“I do not think her manner dignified, as a Princess’s ought to be, or, indeed, as I should wish a daughter of mine to behave.” Lady Albinia Cumberland, Lady of the Bedchamber to the younger princesses, watched Charlotte disapprovingly when she was at Windsor in the summer of 1811. Rather grudgingly she admits that Charlotte’s riding is “beautiful-no fear of course-gallops and leaps over every ditch like a schoolboy…” But she criticizes her swaggering manner (“not at all en princesse”) and her habit of “twanging hands” with all the men. Indeed, from her description it would seem that Charlotte at fifteen was altogether too big for her boots. “She…is in awe of no one and glories in her independent way of thinking…Her passion,” adds Lady Albinia, “is horses.” Horses and dogs were, indeed, important to the young princess. Riding was her chief happiness.
In October 1807, when she was eleven years old, the Prince had given her a pony. ‘You could not have given me anything I so much wished for,’ she wrote, and added, ‘I hope some time or other my dear papa will see me mount my charming little pony.’
She was given permission to ride in the grounds of Carlton House because the doctors said that riding would be beneficial to her health. Berkeley Paget recounts how the Prince boasted of his daughter’s prowess as an equestrienne-‘turning the corners in a gallop, stopping short on the horse’s tail, &c., on which I said “Her Royal Highness must have pretty good nerves, Sir.” “God damn you, isn’t she my daughter?” was the reply. I immediately assented to it, with the strongest assurance that the firmness of his Royal nerves was universally held up as an example.’

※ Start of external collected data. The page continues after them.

use crate::cpu::{opcodes::decode, CpuBus, CPU};

#[derive(Default, Debug, PartialEq)]
pub struct CpuState {
    pub addr: u16,
    pub opcode: u8,
    pub a: u8,
    pub x: u8,
    pub y: u8,
    pub p: u8,
    pub sp: u8,
    pub cycles: u64,
}

impl CpuState {
    pub fn render(&self) -> String {
        format!(
            "Address={:#06x}\tOpcode={:#04x}\tA:{:#04x}\tX:{:#04x}\tY:{:#04x}\tP:{:#04x}\tSP:{:#04x}\tCycles:{}",
            self.addr, self.opcode, self.a, self.x, self.y, self.p, self.sp, self.cycles
        )
    }

    // stored the way nestest-style logs print P
    pub fn set_status(&mut self, data: u8) {
        // bit 5 always reads as 1
        let p = data | (1 << 5);
        // B only exists in pushed copies
        self.p = p & !(1 << 4)
    }
}

/// One nestest-style line for the instruction at the CPU's PC, e.g.
/// `C000  4C F5 C5  JMP  A:00 X:00 Y:00 P:24 SP:FD CYC:7`.
pub fn trace<B: CpuBus>(cpu: &CPU, bus: &B) -> String {
    let state = cpu.snapshot(bus);
    let (len, mnemonic) = match decode(state.opcode) {
        Some(opcode) => (opcode.len(), format!("{:?}", opcode.mnemonic)),
        None => (1, "???".to_string()),
    };
    let bytes = (0..len)
        .map(|i| format!("{:02X}", bus.peek(state.addr.wrapping_add(i))))
        .collect::<Vec<_>>()
        .join(" ");

    format!(
        "{:04X}  {:<8}  {:<4} A:{:02X} X:{:02X} Y:{:02X} P:{:02X} SP:{:02X} CYC:{}",
        state.addr, bytes, mnemonic, state.a, state.x, state.y, state.p, state.sp, state.cycles
    )
}

#[cfg(test)]
mod debug_test {
    use super::*;

    struct Rom([u8; 4]);

    impl CpuBus for Rom {
        fn read(&mut self, addr: u16) -> u8 {
            self.peek(addr)
        }
        fn write(&mut self, _addr: u16, _value: u8) {}
        fn peek(&self, addr: u16) -> u8 {
            self.0[(addr & 0x03) as usize]
        }
    }

    #[test]
    fn test_trace_line_format() {
        let bus = Rom([0x4c, 0xf5, 0xc5, 0x00]);
        let mut cpu = CPU::new();
        cpu.pc = 0xc000;
        cpu.total_cycles = 7;
        assert_eq!(
            trace(&cpu, &bus),
            "C000  4C F5 C5  JMP  A:00 X:00 Y:00 P:24 SP:FD CYC:7"
        );
    }

    #[test]
    fn test_status_drops_break_bit() {
        let mut state = CpuState::default();
        state.set_status(0x10);
        assert_eq!(state.p, 0x20);
    }
}
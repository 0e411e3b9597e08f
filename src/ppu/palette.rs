// 2C02 NTSC colours, indexed by the 6-bit values stored in palette RAM
pub static SYSTEM_PALETTE: [(u8, u8, u8); 64] = [
    (0x54, 0x54, 0x54), (0x00, 0x1e, 0x74), (0x08, 0x10, 0x90), (0x30, 0x00, 0x88),
    (0x44, 0x00, 0x64), (0x5c, 0x00, 0x30), (0x54, 0x04, 0x00), (0x3c, 0x18, 0x00),
    (0x20, 0x2a, 0x00), (0x08, 0x3a, 0x00), (0x00, 0x40, 0x00), (0x00, 0x3c, 0x00),
    (0x00, 0x32, 0x3c), (0x00, 0x00, 0x00), (0x00, 0x00, 0x00), (0x00, 0x00, 0x00),
    (0x98, 0x96, 0x98), (0x08, 0x4c, 0xc4), (0x30, 0x32, 0xec), (0x5c, 0x1e, 0xe4),
    (0x88, 0x14, 0xb0), (0xa0, 0x14, 0x64), (0x98, 0x22, 0x20), (0x78, 0x3c, 0x00),
    (0x54, 0x5a, 0x00), (0x28, 0x72, 0x00), (0x08, 0x7c, 0x00), (0x00, 0x76, 0x28),
    (0x00, 0x66, 0x78), (0x00, 0x00, 0x00), (0x00, 0x00, 0x00), (0x00, 0x00, 0x00),
    (0xec, 0xee, 0xec), (0x4c, 0x9a, 0xec), (0x78, 0x7c, 0xec), (0xb0, 0x62, 0xec),
    (0xe4, 0x54, 0xec), (0xec, 0x58, 0xb4), (0xec, 0x6a, 0x64), (0xd4, 0x88, 0x20),
    (0xa0, 0xaa, 0x00), (0x74, 0xc4, 0x00), (0x4c, 0xd0, 0x20), (0x38, 0xcc, 0x6c),
    (0x38, 0xb4, 0xcc), (0x3c, 0x3c, 0x3c), (0x00, 0x00, 0x00), (0x00, 0x00, 0x00),
    (0xec, 0xee, 0xec), (0xa8, 0xcc, 0xec), (0xbc, 0xbc, 0xec), (0xd4, 0xb2, 0xec),
    (0xec, 0xae, 0xec), (0xec, 0xae, 0xd4), (0xec, 0xb4, 0xb0), (0xe4, 0xc4, 0x90),
    (0xcc, 0xd2, 0x78), (0xb4, 0xde, 0x78), (0xa8, 0xe2, 0x90), (0x98, 0xe2, 0xb4),
    (0xa0, 0xd6, 0xe4), (0xa0, 0xa2, 0xa0), (0x00, 0x00, 0x00), (0x00, 0x00, 0x00),
];
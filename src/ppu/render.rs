//! Scanline renderer. Runs once per visible line at dot 256 and writes the
//! whole line into the frame: background from the current `v`/fine X, then
//! up to eight sprites on top.

use crate::{mapper::MapperSlot, utils::get_bit};

use super::{
    frame::WIDTH,
    palette::SYSTEM_PALETTE,
    ppu::PPU,
    registers::{PPUMASK, PPUSTATUS},
};

const MAX_SPRITES_PER_LINE: usize = 8;
// 32 visible tiles plus the one the fine X scroll pulls in from the right
const LINE_TILES: usize = 33;

#[derive(Clone, Copy)]
struct SpritePixel {
    // palette RAM index, 0x11..=0x1f
    color: u8,
    behind_background: bool,
    sprite_zero: bool,
}

impl PPU {
    pub(super) fn render_scanline(&mut self, slot: &MapperSlot) {
        let y = self.scanline as usize;
        if !self.rendering_enabled() {
            let backdrop = self.color(0);
            self.curr_frame.fill_row(y, backdrop);
            return;
        }

        let background = self.background_line(slot);
        let sprites = self.sprite_line(slot);
        let show_background = self.ppumask.contains(PPUMASK::SHOW_BACKGROUND);
        let show_sprites = self.ppumask.contains(PPUMASK::SHOW_SPRITES);

        for x in 0..WIDTH {
            let mut bg = background[x];
            if !show_background || (x < 8 && !self.ppumask.contains(PPUMASK::SHOW_BACKGROUND_LEFTMOST)) {
                bg = 0;
            }
            let mut sprite = sprites[x];
            if !show_sprites || (x < 8 && !self.ppumask.contains(PPUMASK::SHOW_SPRITES_LEFTMOST)) {
                sprite = None;
            }

            let idx = match sprite {
                Some(sp) => {
                    if sp.sprite_zero && bg != 0 && x != 255 {
                        self.ppustatus.insert(PPUSTATUS::SPRITE_0_HIT);
                    }
                    if sp.behind_background && bg != 0 {
                        bg
                    } else {
                        sp.color
                    }
                }
                None => bg,
            };
            let rgb = self.color(idx);
            self.curr_frame.set_pixel(x, y, rgb);
        }
    }

    /// Palette RAM index -> RGB. Colour 0 of every palette shows the backdrop.
    fn color(&self, idx: u8) -> (u8, u8, u8) {
        let idx = if idx & 0x03 == 0 { 0 } else { idx };
        let mut entry = self.bus.palette(idx);
        if self.ppumask.contains(PPUMASK::GRAYSCALE) {
            entry &= 0x30;
        }
        SYSTEM_PALETTE[entry as usize]
    }

    /// 4-bit palette indices for the 256 visible pixels; 0 is transparent.
    fn background_line(&self, slot: &MapperSlot) -> [u8; WIDTH] {
        let mut buffer = [0u8; LINE_TILES * 8];
        let mut v = self.vram_addr;
        let fine_y = v.fine_y();
        let table = self.ppuctrl.background_table();

        for tile in 0..LINE_TILES {
            let addr = v.get();
            let tile_id = self.bus.read_memory(slot, 0x2000 | (addr & 0x0fff));
            let attr = self.bus.read_memory(
                slot,
                0x23c0 | (addr & 0x0c00) | ((addr >> 4) & 0x38) | ((addr >> 2) & 0x07),
            );
            // each attribute byte covers 4x4 tiles, two bits per 2x2 quadrant
            let shift = ((v.coarse_y() & 0x02) << 1) | (v.coarse_x() & 0x02);
            let group = (attr >> shift) & 0x03;

            let row = table + tile_id as u16 * 16 + fine_y;
            let lo_plane = self.bus.read_memory(slot, row);
            let hi_plane = self.bus.read_memory(slot, row + 8);

            for px in 0..8 {
                let bit = 7 - px as u8;
                let value = get_bit(hi_plane, bit) << 1 | get_bit(lo_plane, bit);
                if value != 0 {
                    buffer[tile * 8 + px] = group << 2 | value;
                }
            }
            v.increment_x();
        }

        let mut line = [0u8; WIDTH];
        let fine_x = self.fine_x_scroll as usize;
        line.copy_from_slice(&buffer[fine_x..fine_x + WIDTH]);
        line
    }

    /// Evaluates OAM for the current line and rasterises the hits. Lower OAM
    /// indices win overlaps; a ninth sprite on the line sets the overflow flag.
    fn sprite_line(&mut self, slot: &MapperSlot) -> [Option<SpritePixel>; WIDTH] {
        let mut line = [None; WIDTH];
        let y = self.scanline;
        let height = self.ppuctrl.sprite_height();

        let mut found = 0;
        for i in 0..64 {
            let entry = &self.oam[i * 4..i * 4 + 4];
            let top = entry[0] as u16 + 1;
            if y < top || y >= top + height {
                continue;
            }
            if found == MAX_SPRITES_PER_LINE {
                self.ppustatus.insert(PPUSTATUS::SPRITE_OVERFLOW);
                break;
            }
            found += 1;

            let (tile, attr, left) = (entry[1] as u16, entry[2], entry[3] as usize);
            let flip_h = attr & 0x40 != 0;
            let flip_v = attr & 0x80 != 0;
            let mut row = y - top;
            if flip_v {
                row = height - 1 - row;
            }
            let (table, tile) = if height == 16 {
                ((tile & 0x01) * 0x1000, (tile & 0xfe) + row / 8)
            } else {
                (self.ppuctrl.sprite_table(), tile)
            };
            let addr = table + tile * 16 + (row % 8);
            let lo_plane = self.bus.read_memory(slot, addr);
            let hi_plane = self.bus.read_memory(slot, addr + 8);

            for px in 0..8 {
                let x = left + px;
                if x >= WIDTH {
                    break;
                }
                let bit = if flip_h { px as u8 } else { 7 - px as u8 };
                let value = get_bit(hi_plane, bit) << 1 | get_bit(lo_plane, bit);
                if value == 0 || line[x].is_some() {
                    continue;
                }
                line[x] = Some(SpritePixel {
                    color: 0x10 | (attr & 0x03) << 2 | value,
                    behind_background: attr & 0x20 != 0,
                    sprite_zero: i == 0,
                });
            }
        }
        line
    }
}
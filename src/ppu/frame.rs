pub const WIDTH: usize = 256;
pub const HEIGHT: usize = 240;
pub const FRAME_BYTES: usize = WIDTH * HEIGHT * 3;

/// Packed RGB24, row-major.
pub struct Frame {
    data: Box<[u8; FRAME_BYTES]>,
}

impl Frame {
    pub fn new() -> Frame {
        Frame {
            data: Box::new([0; FRAME_BYTES]),
        }
    }

    pub fn set_pixel(&mut self, x: usize, y: usize, rgb: (u8, u8, u8)) {
        let addr = (y * WIDTH + x) * 3;
        self.data[addr] = rgb.0;
        self.data[addr + 1] = rgb.1;
        self.data[addr + 2] = rgb.2;
    }

    pub fn pixel(&self, x: usize, y: usize) -> (u8, u8, u8) {
        let addr = (y * WIDTH + x) * 3;
        (self.data[addr], self.data[addr + 1], self.data[addr + 2])
    }

    pub fn fill_row(&mut self, y: usize, rgb: (u8, u8, u8)) {
        (0..WIDTH).for_each(|x| self.set_pixel(x, y, rgb))
    }

    pub fn data(&self) -> &[u8; FRAME_BYTES] {
        &self.data
    }
}

impl Default for Frame {
    fn default() -> Self {
        Frame::new()
    }
}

One of the few advantages of staying at Windsor, from Charlotte’s point of view, was that she could go for long rides in the Park and Forest. The stables were filled with splendid horses, eating their heads off, and now that the King could no longer enjoy his daily ride, the grooms must have welcomed the spirited young princess who rode so fearlessly and well-even if she did give one of them a cut across the back when he got in her way. ‘This was in good humour, though,’ said Lady Albinia Cumberland kindly.
[an extract from ‘Prinny’s Daughter: A Biography of Princess Charlotte of Wales’ by Thea Home]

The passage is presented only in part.